Please help. I have critical data on this hard drive! 

Shrimpman


----------



## Deleted090308

*Re: Help! I can't access my hard drive!*

Hi, welcome to TSF. :wave:

See if you can retrieve the data using *Find and mount*.
Then format the drive.


----------



## shrimpman

*Re: Help! I can't access my hard drive!*

Thanks for responding to my cry for help. I downloaded Find and Mount and ran the program. It found all of my partitions. I then used the program to mount the NTFS partition where my data is located. Windows Explorer now shows the drive as Drive F:. But when I try to view the file listings in Windows Explorer I get a message saying F:\ is not accessible. The media is write-protected. I know that the files should be read only, but I think I'm supposed to be able to view them so I can copy them to another drive. I right clicked the F:\ drive icon viewed the properties. Properties shows 0 bytes used and remaining disk space and the data now appears to be written in RAW File System. 

What do I do now?

Shrimpman


----------



## Deleted090308

*Re: Help! I can't access my hard drive!*

Download the Windows version of *TestDisk*.
Unzip the downloaded file to your C: drive and open C:\testdisk-6.8\win > double click "testdisk_win" (the program doesn't have to installed).

TestDisk runs in a command window, so you use the keyboard to navigate, not the mouse.

A. Select the drive > Analyze > Press the "Enter" key.

B. When TestDisk has found the partition it will analyze it.

C. After the analyzing has finished it should say: "Structure OK".

D. Choose "Change partition" > Enter.

E. Choose "Write new partition table".

F. When that's done > Close TestDisk and restart the computer.


----------



## shrimpman

*Re: Help! I can't access my hard drive!*

Thanks, Nicholas! That worked! TESTDISK created 3 logical drives, one for each of the 3 partitions on my hard disk. I can now see and even open and work with my files. I'm thinking what I need to do now is to backup my files to DVD disks and then reformat my hard drive. Then I can reload the essential data back onto hard drive. Any comment or suggestions?

Shrimpman


----------



## Deleted090308

*Re: Help! I can't access my hard drive!*

Great!

You don't have to do that. The drive is fixed now. But, it's always a good idea to backup your data.

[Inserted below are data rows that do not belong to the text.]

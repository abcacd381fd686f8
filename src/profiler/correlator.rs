//! Heap correlation: how much of the live heap do the hot types occupy?
//!
//! Walks the whole heap once for live totals, then once per candidate type,
//! greedily accepting types into the hot set until the byte cutoff is
//! exhausted. O(tracked types x heap size); acceptable because it runs at a
//! configurable, infrequent interval, always at a safepoint.

use crate::{
    symbol::{Symbol, SymbolTable},
    traits::{HeapModel, ObjectClosure, ObjectView},
};

use super::tracker::TypeFrequencyTracker;

/// Whole-heap totals.
#[derive(Default)]
struct LiveCounter {
    count: u64,
    size: u64,
}

impl ObjectClosure for LiveCounter {
    fn do_object(&mut self, obj: ObjectView) {
        self.count = self
            .count
            .checked_add(1)
            .expect("live object count overflowed");
        self.size = self
            .size
            .checked_add(obj.size as u64)
            .expect("live byte size overflowed");
    }
}

/// Totals for objects whose exact type equals one candidate type.
struct InstanceCounter {
    ty: Symbol,
    count: u64,
    size: u64,
}

impl InstanceCounter {
    fn new(ty: Symbol) -> Self {
        Self {
            ty,
            count: 0,
            size: 0,
        }
    }
}

impl ObjectClosure for InstanceCounter {
    fn do_object(&mut self, obj: ObjectView) {
        if obj.ty == self.ty {
            self.count += 1;
            self.size += obj.size as u64;
        }
    }
}

/// `(part / whole) * 100`, with a zero whole reported as 0 rather than NaN.
pub fn percentage(part: u64, whole: u64) -> f64 {
    if whole == 0 {
        return 0.0;
    }
    part as f64 / whole as f64 * 100.0
}

pub struct HeapCorrelator<'a> {
    tracker: &'a mut TypeFrequencyTracker,
    symbols: &'a SymbolTable,
}

impl<'a> HeapCorrelator<'a> {
    pub fn new(tracker: &'a mut TypeFrequencyTracker, symbols: &'a SymbolTable) -> Self {
        Self { tracker, symbols }
    }

    /// Selects the hot set under `cutoff` bytes and reports hot-vs-live
    /// ratios. A zero cutoff accepts every tracked type in current order;
    /// a positive cutoff considers types most-frequent-first.
    ///
    /// Returns accepted types in acceptance order. The tracker is read, not
    /// flushed; the scheduling wrapper flushes after each pass.
    pub fn correlate(&mut self, heap: &mut dyn HeapModel, cutoff: usize) -> Vec<Symbol> {
        if cutoff > 0 {
            self.tracker.rank_descending();
        }

        let mut live = LiveCounter::default();
        heap.ensure_parsable();
        heap.object_iterate(&mut live);

        let candidates: Vec<(Symbol, u64)> = self
            .tracker
            .iter()
            .map(|entry| (entry.ty(), entry.count()))
            .collect();

        let mut hot_set = Vec::new();
        let mut hot_count = 0u64;
        let mut hot_size = 0u64;

        for (ty, observed) in candidates {
            let mut instances = InstanceCounter::new(ty);
            heap.ensure_parsable();
            heap.object_iterate(&mut instances);

            // Types that would push the running hot size past the cutoff are
            // skipped, not retried.
            if cutoff != 0 && hot_size + instances.size > cutoff as u64 {
                continue;
            }

            log::info!(target: "profiler", "{} --- {}", self.symbols.name(ty), observed);
            log::info!(
                target: "profiler",
                "   count: {:7}, {:6.2}%",
                instances.count,
                percentage(instances.count, live.count)
            );
            log::info!(
                target: "profiler",
                "   size:  {:7}, {:6.2}%",
                instances.size,
                percentage(instances.size, live.size)
            );

            hot_count += instances.count;
            hot_size += instances.size;
            hot_set.push(ty);
        }

        log::info!(target: "profiler", "      |    Hot    |    Live   | Hot / Live");
        log::info!(target: "profiler", "-------------------------------------------");
        log::info!(
            target: "profiler",
            "Count | {:9} | {:9} | {:8.4}%",
            hot_count,
            live.count,
            percentage(hot_count, live.count)
        );
        log::info!(
            target: "profiler",
            "Size  | {:9} | {:9} | {:8.4}%",
            hot_size,
            live.size,
            percentage(hot_size, live.size)
        );

        hot_set
    }
}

If you want to format the drive I suggest you use a program like Partition Magic (easy to use, but costs money) or *GParted* (not so easy, but free).


----------



## shrimpman

*Re: Help! I can't access my hard drive!*

For now I will continue to use the repaired drive as a slave in my old computer. The original computer that it came out of won't even boot with a healthy hard drive. Since all this happened at once (unreadable hard drive and unbootable computer) I'm assuming that one caused the other. Any ideas on what would cause my computer to be unable to boot with a healthy harddrive?


----------



## Deleted090308

*Re: Help! I can't access my hard drive!*

Yes, I do, but I think it's better if you start a new thread concerning that problem in the "Motherboards, Bios & CPU" section. 
I will reply there. :smile: Please remember to include the computer specifications, including power supply.


----------



## shrimpman

OK Thanks! I was just about to spend $79 on GetBackData, a data recovery program that I understand has worked for recovering data in situations similar to mine. Thanks to you, I don't have to spend that money. Also, I got my hard drive back! I will definitely donate some of the money you saved me to TSF!

I hope to continue working with you in the Motherboards, Bios, and CPU section.

Shrimpman


----------